Supplementary Material for: MicroRNA-126 Deficiency Affects the Development of Thymus CD4⁺ Single-Positive Cells through Elevating IRS-1

Background: MicroRNA-126 (miR-126), a distinct miRNA family member, has been reported to be involved in the development and function of some types of immune cells. However, the potential role of miR-126 in the development of CD4⁺ T cells remains to be elucidated. Objectives: To investigate the potential role of miR-126 in the development of CD4⁺ T cells in the thymus and explore its significance.
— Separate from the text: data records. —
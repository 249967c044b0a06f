//! Shared work store: the filesystem tree every host coordinates through.
//!
//! Layout under the output root:
//!
//! ```text
//! results/phase{1..4}/<item_id>.json    artifacts, one writer each
//! failed/phase{1..4}.jsonl              failure streams, append-only
//! failed/phase3_deferred.jsonl          budget-deferred items
//! locks/phase{1..4}/<item_id>           claim locks, exclusive-create
//! xml/<item_id>.xml                     structured accounting payloads
//! markers/phase{N}.done                 failure stream fully consumed
//! markers/phase3_budget.json            external-model budget state
//! run/<machine>/                        pid and stats files per instance
//! ```
//!
//! Artifacts are published with write-temp-then-rename so readers never see
//! a partial file. Failure records stay under 4 KiB so a single `O_APPEND`
//! write is atomic on the shared filesystem.

pub mod claim;
pub mod scan;

use std::{
    collections::HashSet,
    fs::{self, OpenOptions},
    io::Write,
    path::{Path, PathBuf},
};

use chrono::{DateTime, Utc};
use serde::{Deserialize, Serialize};
use strum::{Display, EnumString};

use lib_field_extract::FieldSet;

use crate::classify::DocumentKind;
use crate::error::PipelineResult;

pub const PHASES: [u8; 4] = [1, 2, 3, 4];

/// Failure records above this size would no longer append atomically.
const MAX_FAILURE_RECORD_BYTES: usize = 4096;
const SNIPPET_CHARS: usize = 500;

#[derive(
    Debug, Clone, Copy, PartialEq, Eq, Serialize, Deserialize, Display, EnumString,
)]
#[serde(rename_all = "snake_case")]
#[strum(serialize_all = "snake_case")]
pub enum FailReason {
    OcrInsufficient,
    OcrTimeout,
    OcrError,
    Unclassified,
    ModelTimeout,
    ModelUnparseable,
    ModelDisagreementUnresolved,
    RateLimited,
    QuotaExhausted,
    DeliveryFatal,
    FsError,
}

/// Per-item success record; exactly one exists across all phases.
#[derive(Debug, Clone, Serialize, Deserialize)]
pub struct Artifact {
    pub item_id: String,
    pub phase: u8,
    pub doc_kind: DocumentKind,
    pub fields: FieldSet,
    pub raw_text_sha256: String,
    pub content_md5: String,
    pub confidence: f32,
    #[serde(default, skip_serializing_if = "Option::is_none")]
    pub escalation_trace: Option<Vec<String>>,
    pub timestamp: DateTime<Utc>,
}

/// One line of a phase failure stream; becomes the next phase's input.
#[derive(Debug, Clone, Serialize, Deserialize)]
pub struct FailureRecord {
    pub item_id: String,
    pub phase: u8,
    pub reason: FailReason,
    pub snippet: String,
    pub timestamp: DateTime<Utc>,
}

impl FailureRecord {
    pub fn new(item_id: &str, phase: u8, reason: FailReason, text: &str) -> Self {
        FailureRecord {
            item_id: item_id.to_string(),
            phase,
            reason,
            snippet: text.chars().take(SNIPPET_CHARS).collect(),
            timestamp: Utc::now(),
        }
    }
}

#[derive(Debug, Clone)]
pub struct WorkStore {
    root: PathBuf,
}

impl WorkStore {
    pub fn new(root: impl Into<PathBuf>) -> Self {
        WorkStore { root: root.into() }
    }

    pub fn root(&self) -> &Path {
        &self.root
    }

    /// Create the full directory layout. Safe to call from every instance.
    pub fn ensure_layout(&self) -> std::io::Result<()> {
        for phase in PHASES {
            fs::create_dir_all(self.results_dir(phase))?;
            fs::create_dir_all(self.locks_dir(phase))?;
        }
        fs::create_dir_all(self.root.join("failed"))?;
        fs::create_dir_all(self.xml_dir())?;
        fs::create_dir_all(self.markers_dir())?;
        fs::create_dir_all(self.root.join("run"))?;
        Ok(())
    }

    pub fn results_dir(&self, phase: u8) -> PathBuf {
        self.root.join("results").join(format!("phase{phase}"))
    }

    pub fn locks_dir(&self, phase: u8) -> PathBuf {
        self.root.join("locks").join(format!("phase{phase}"))
    }

    pub fn failure_file(&self, phase: u8) -> PathBuf {
        self.root.join("failed").join(format!("phase{phase}.jsonl"))
    }

    pub fn deferred_file(&self) -> PathBuf {
        self.root.join("failed").join("phase3_deferred.jsonl")
    }

    pub fn xml_dir(&self) -> PathBuf {
        self.root.join("xml")
    }

    pub fn markers_dir(&self) -> PathBuf {
        self.root.join("markers")
    }

    pub fn run_dir(&self, machine: &str) -> PathBuf {
        self.root.join("run").join(machine)
    }

    pub fn artifact_path(&self, phase: u8, item_id: &str) -> PathBuf {
        self.results_dir(phase).join(format!("{item_id}.json"))
    }

    /// True when any phase up to and including `phase` already produced an
    /// artifact for the item.
    pub fn has_artifact_up_to(&self, phase: u8, item_id: &str) -> bool {
        PHASES
            .iter()
            .filter(|p| **p <= phase)
            .any(|p| self.artifact_path(*p, item_id).exists())
    }

    pub fn has_artifact(&self, item_id: &str) -> bool {
        self.has_artifact_up_to(4, item_id)
    }

    /// Publish an artifact with write-temp-then-rename. On any error the
    /// partial temp file is removed so no half-written result is visible.
    pub fn write_artifact(&self, artifact: &Artifact) -> PipelineResult<()> {
        let path = self.artifact_path(artifact.phase, &artifact.item_id);
        let tmp = path.with_extension("json.tmp");
        let payload = serde_json::to_vec_pretty(artifact)?;
        if let Err(e) = fs::write(&tmp, payload).and_then(|_| fs::rename(&tmp, &path)) {
            let _ = fs::remove_file(&tmp);
            return Err(e.into());
        }
        Ok(())
    }

    pub fn read_artifact(&self, path: &Path) -> PipelineResult<Artifact> {
        let data = fs::read(path)?;
        Ok(serde_json::from_slice(&data)?)
    }

    /// All artifacts across phases 1..=4, earliest phase winning when an id
    /// somehow appears twice.
    pub fn all_artifacts(&self) -> PipelineResult<Vec<Artifact>> {
        let mut seen: HashSet<String> = HashSet::new();
        let mut artifacts = Vec::new();
        for phase in PHASES {
            let dir = self.results_dir(phase);
            if !dir.is_dir() {
                continue;
            }
            let mut entries: Vec<PathBuf> = fs::read_dir(&dir)?
                .filter_map(|e| e.ok())
                .map(|e| e.path())
                .filter(|p| p.extension().is_some_and(|ext| ext == "json"))
                .collect();
            entries.sort();
            for path in entries {
                match self.read_artifact(&path) {
                    Ok(artifact) => {
                        if seen.insert(artifact.item_id.clone()) {
                            artifacts.push(artifact);
                        }
                    }
                    Err(e) => {
                        tracing::warn!("skipping unreadable artifact {}: {e}", path.display());
                    }
                }
            }
        }
        Ok(artifacts)
    }

    pub fn artifact_count(&self, phase: u8) -> usize {
        fs::read_dir(self.results_dir(phase))
            .map(|rd| {
                rd.filter_map(|e| e.ok())
                    .filter(|e| e.path().extension().is_some_and(|ext| ext == "json"))
                    .count()
            })
            .unwrap_or(0)
    }

    /// Append one record to a phase failure stream. The serialized line must
    /// stay below the atomic-append bound.
    pub fn append_failure(&self, record: &FailureRecord) -> PipelineResult<()> {
        self.append_record(&self.failure_file(record.phase), record)
    }

    pub fn append_deferred(&self, record: &FailureRecord) -> PipelineResult<()> {
        self.append_record(&self.deferred_file(), record)
    }

    fn append_record(&self, path: &Path, record: &FailureRecord) -> PipelineResult<()> {
        let mut line = serde_json::to_string(record)?;
        line.push('\n');
        debug_assert!(line.len() <= MAX_FAILURE_RECORD_BYTES);
        let mut file = OpenOptions::new().create(true).append(true).open(path)?;
        file.write_all(line.as_bytes())?;
        Ok(())
    }

    pub fn read_failures(&self, phase: u8) -> PipelineResult<Vec<FailureRecord>> {
        Self::read_stream(&self.failure_file(phase))
    }

    pub fn read_deferred(&self) -> PipelineResult<Vec<FailureRecord>> {
        Self::read_stream(&self.deferred_file())
    }

    fn read_stream(path: &Path) -> PipelineResult<Vec<FailureRecord>> {
        if !path.exists() {
            return Ok(Vec::new());
        }
        let data = fs::read_to_string(path)?;
        let mut records = Vec::new();
        for line in data.lines().filter(|l| !l.trim().is_empty()) {
            match serde_json::from_str(line) {
                Ok(record) => records.push(record),
                Err(e) => tracing::warn!("skipping malformed failure record: {e}"),
            }
        }
        Ok(records)
    }

    pub fn failure_count(&self, phase: u8) -> usize {
        fs::read_to_string(self.failure_file(phase))
            .map(|s| s.lines().filter(|l| !l.trim().is_empty()).count())
            .unwrap_or(0)
    }

    pub fn deferred_count(&self) -> usize {
        fs::read_to_string(self.deferred_file())
            .map(|s| s.lines().filter(|l| !l.trim().is_empty()).count())
            .unwrap_or(0)
    }

    pub fn write_phase_done_marker(&self, phase: u8) -> std::io::Result<()> {
        fs::write(self.markers_dir().join(format!("phase{phase}.done")), b"")
    }

    pub fn phase_done(&self, phase: u8) -> bool {
        self.markers_dir().join(format!("phase{phase}.done")).exists()
    }

    pub fn write_xml(&self, item_id: &str, xml: &str) -> std::io::Result<()> {
        fs::write(self.xml_dir().join(format!("{item_id}.xml")), xml)
    }

    pub fn budget_path(&self) -> PathBuf {
        self.markers_dir().join("phase3_budget.json")
    }
}

#[cfg(test)]
mod tests {
    use super::*;
    use chrono::Utc;
    use tempfile::tempdir;

    fn test_artifact(item_id: &str, phase: u8) -> Artifact {
        Artifact {
            item_id: item_id.to_string(),
            phase,
            doc_kind: DocumentKind::Invoice,
            fields: FieldSet::default(),
            raw_text_sha256: "0".repeat(64),
            content_md5: "0".repeat(32),
            confidence: 0.9,
            escalation_trace: None,
            timestamp: Utc::now(),
        }
    }

    #[test]
    fn artifact_round_trips_through_disk() {
        let dir = tempdir().unwrap();
        let store = WorkStore::new(dir.path());
        store.ensure_layout().unwrap();

        let artifact = test_artifact("item-1", 1);
        store.write_artifact(&artifact).unwrap();

        let read = store
            .read_artifact(&store.artifact_path(1, "item-1"))
            .unwrap();
        assert_eq!(read.item_id, "item-1");
        assert_eq!(read.doc_kind, DocumentKind::Invoice);
        assert_eq!(read.fields.0.len(), 31);
        // No temp file left behind.
        assert!(!store.artifact_path(1, "item-1").with_extension("json.tmp").exists());
    }

    #[test]
    fn artifact_in_earlier_phase_blocks_later_claims() {
        let dir = tempdir().unwrap();
        let store = WorkStore::new(dir.path());
        store.ensure_layout().unwrap();

        store.write_artifact(&test_artifact("item-1", 1)).unwrap();

        assert!(store.has_artifact_up_to(1, "item-1"));
        assert!(store.has_artifact_up_to(3, "item-1"));
        assert!(!store.has_artifact_up_to(3, "item-2"));
    }

    #[test]
    fn failure_stream_appends_and_reads_in_order() {
        let dir = tempdir().unwrap();
        let store = WorkStore::new(dir.path());
        store.ensure_layout().unwrap();

        for i in 0..5 {
            let record = FailureRecord::new(
                &format!("item-{i}"),
                1,
                FailReason::OcrInsufficient,
                "short text",
            );
            store.append_failure(&record).unwrap();
        }

        let records = store.read_failures(1).unwrap();
        assert_eq!(records.len(), 5);
        assert_eq!(records[0].item_id, "item-0");
        assert_eq!(records[4].item_id, "item-4");
        assert_eq!(store.failure_count(1), 5);
    }

    #[test]
    fn failure_snippet_is_bounded() {
        let long_text = "x".repeat(10_000);
        let record = FailureRecord::new("item-1", 2, FailReason::ModelTimeout, &long_text);
        assert_eq!(record.snippet.chars().count(), 500);
        let line = serde_json::to_string(&record).unwrap();
        assert!(line.len() <= MAX_FAILURE_RECORD_BYTES);
    }

    #[test]
    fn all_artifacts_dedups_across_phases() {
        let dir = tempdir().unwrap();
        let store = WorkStore::new(dir.path());
        store.ensure_layout().unwrap();

        store.write_artifact(&test_artifact("a", 1)).unwrap();
        store.write_artifact(&test_artifact("b", 2)).unwrap();
        // Should never happen, but the union must still be unique per item.
        store.write_artifact(&test_artifact("a", 3)).unwrap();

        let all = store.all_artifacts().unwrap();
        assert_eq!(all.len(), 2);
        let a = all.iter().find(|x| x.item_id == "a").unwrap();
        assert_eq!(a.phase, 1);
    }

    #[test]
    fn fail_reason_serializes_snake_case() {
        let json = serde_json::to_string(&FailReason::OcrInsufficient).unwrap();
        assert_eq!(json, "\"ocr_insufficient\"");
        assert_eq!(FailReason::ModelTimeout.to_string(), "model_timeout");
    }

    #[test]
    fn done_marker_round_trips() {
        let dir = tempdir().unwrap();
        let store = WorkStore::new(dir.path());
        store.ensure_layout().unwrap();

        assert!(!store.phase_done(1));
        store.write_phase_done_marker(1).unwrap();
        assert!(store.phase_done(1));
    }
}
Methods: The relative expression level of miR-126 in thymus CD4⁺ single-positive (SP) cells was detected by Real-Time PCR assay. The possible change in thymus tissue was assessed by histopathology. The total cell number of thymocytes and the expression of activation-associated molecules including CD62L, CD69, and CD44, as well as proliferation-associated nuclear antigen Ki-67, in CD4⁺ SP cells were assessed by flow cytometric analysis. The expression of IRS-1 and related signaling pathways including Akt and Erk were determined by flow cytometric analysis. Results: Compared with that in wild-type (WT) mice, the total cell number of thymocytes in miR-126 knockdown (KD) mice increased significantly. Moreover, the proportion and absolute cell number of thymic CD4⁺ SP cells decreased significantly in miR-126 KD mice. Further analysis showed that the frequencies of activation-associated molecules including CD62L, CD69, and CD44, as well as proliferation-associated nuclear antigen Ki-67 in CD4⁺ SP cells also changed significantly, respectively. Mechanism aspect, the expression level of IRS-1, a putative target of miR-126, increased significantly in CD4⁺ SP cells in miR-126 KD mice. Moreover, the expression levels of the signaling molecules phosphorylated (p)-Akt and p-Erk also changed significantly. Conclusions: Our work is the first to reveal a previously unknown role of miR-126 in the development of CD4⁺ SP cells in the thymus, which might ultimately benefit studies on development of thymocytes.